Eto’o Urges Help For ‘Unnoticed’ Boko Haram Victims
Africa’s
most decorated footballer, Samuel Eto’o, has appealed for funding to
help people escaping violence in Nigeria and Cameroon and warned that
the world is neglecting an escalating humanitarian crisis in West
Africa.
A six-year campaign by the Boko Haram
sect to carve out an Islamist
state in northeast Nigeria has killed thousands, uprooted 2.2 million
people within the country and driven around 160,000 Nigerians to seek
refuge in Cameroon, Chad and Niger.
Cross-border raids and suicide bombings by suspected Boko Haram
forces have displaced more than 80,000 people over the last year in
Cameroon’s Far North region, which is also home to 60,000 Nigerian
refugees who have fled attacks by the militants since the start of 2013.

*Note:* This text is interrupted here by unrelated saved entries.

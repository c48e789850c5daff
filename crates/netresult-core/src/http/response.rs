//! Response object inspected by the normalizer
//!
//! `ApiResponse` is the narrow view of a finished HTTP exchange that
//! [`normalize`](crate::http::normalize) needs: a success flag derived from the
//! status, the decoded body on success, and the raw error text otherwise.

use reqwest::header::HeaderMap;
use reqwest::StatusCode;
use serde::de::DeserializeOwned;

/// A completed HTTP exchange with a typed success body
#[derive(Debug, Clone)]
pub struct ApiResponse<T> {
    pub status: StatusCode,
    pub headers: HeaderMap,
    /// Decoded body of a 2xx response; `None` when the body was empty
    pub body: Option<T>,
    /// Raw body of a non-2xx response
    pub error_body: Option<String>,
    /// Status reason phrase, e.g. "Not Found"
    pub message: String,
}

impl<T> ApiResponse<T> {
    /// Build a successful response carrying `body`
    pub fn success(status: StatusCode, body: Option<T>) -> Self {
        Self {
            status,
            headers: HeaderMap::new(),
            body,
            error_body: None,
            message: reason_phrase(status),
        }
    }

    /// Build a failed response carrying the raw error text
    pub fn failure(status: StatusCode, error_body: impl Into<String>) -> Self {
        let error_body = error_body.into();
        Self {
            status,
            headers: HeaderMap::new(),
            body: None,
            error_body: (!error_body.is_empty()).then_some(error_body),
            message: reason_phrase(status),
        }
    }

    pub fn with_headers(mut self, headers: HeaderMap) -> Self {
        self.headers = headers;
        self
    }

    pub fn with_message(mut self, message: impl Into<String>) -> Self {
        self.message = message.into();
        self
    }

    pub fn is_successful(&self) -> bool {
        self.status.is_success()
    }

    pub fn code(&self) -> u16 {
        self.status.as_u16()
    }

    /// Read a reqwest response, decoding 2xx bodies with `decode`
    ///
    /// `decode` receives the response content type and the non-empty body
    /// bytes. Empty success bodies skip decoding and yield `body: None`.
    pub async fn read_with<F>(response: reqwest::Response, decode: F) -> crate::Result<Self>
    where
        F: FnOnce(Option<&str>, &[u8]) -> crate::Result<T>,
    {
        let status = response.status();
        let headers = response.headers().clone();
        let bytes = response.bytes().await?;

        if status.is_success() {
            let body = if bytes.is_empty() {
                None
            } else {
                let content_type = headers
                    .get(reqwest::header::CONTENT_TYPE)
                    .and_then(|v| v.to_str().ok());
                Some(decode(content_type, &bytes)?)
            };
            Ok(Self::success(status, body).with_headers(headers))
        } else {
            let text = String::from_utf8_lossy(&bytes).into_owned();
            Ok(Self::failure(status, text).with_headers(headers))
        }
    }
}

impl<T: DeserializeOwned> ApiResponse<T> {
    /// Read a reqwest response, decoding 2xx bodies as JSON
    pub async fn from_reqwest(response: reqwest::Response) -> crate::Result<Self> {
        Self::read_with(response, |_, bytes| {
            serde_json::from_slice(bytes).map_err(|e| crate::Error::Conversion {
                converter: "json".to_string(),
                message: format!("Failed to decode response body: {}", e),
                source: Some(e.into()),
            })
        })
        .await
    }
}

fn reason_phrase(status: StatusCode) -> String {
    status.canonical_reason().unwrap_or_default().to_string()
}

#[cfg(test)]
mod tests {
    use super::*;

    #[test]
    fn test_success_response() {
        let response = ApiResponse::success(StatusCode::OK, Some(42u32));
        assert!(response.is_successful());
        assert_eq!(response.body, Some(42));
        assert_eq!(response.message, "OK");
        assert!(response.error_body.is_none());
    }

    #[test]
    fn test_failure_response_drops_empty_body() {
        let response: ApiResponse<()> = ApiResponse::failure(StatusCode::NOT_FOUND, "");
        assert!(!response.is_successful());
        assert_eq!(response.code(), 404);
        assert!(response.error_body.is_none());
        assert_eq!(response.message, "Not Found");
    }

    #[test]
    fn test_custom_status_has_empty_reason() {
        let status = StatusCode::from_u16(599).unwrap();
        let response: ApiResponse<()> = ApiResponse::failure(status, "oops");
        assert_eq!(response.message, "");
        assert_eq!(response.error_body.as_deref(), Some("oops"));
    }
}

Yet Cameroon’s record goal scorer fears the conflict and ensuing
displacement are being ignored as global attention remains fixed upon
Europe’s burgeoning migration crisis.
“There are different classes of crisis now and no one seems to notice
the displaced in Cameroon, Chad, Niger and Nigeria,” the four times
African player of the year and twice African Nations Cup winner told the
Thomson Reuters Foundation.
“When you see the population in refugee camps growing from 6,000 to
50,000 people in less than a year, you realise how serious the situation
is,” he added.
Reuters reported that Eto’o, who plays for Turkish team Antalyaspor,
was speaking after hosting a fundraising ball in London for the Yellow
Whistle Blower FC initiative, which launched in March and has raised
50,000 pounds ($76,500) so far.
The money is being used by Oxfam and the United Nations refugee
agency (UNHCR) to help the displaced and provide food, water and
medicine to people living in makeshift refugee camps.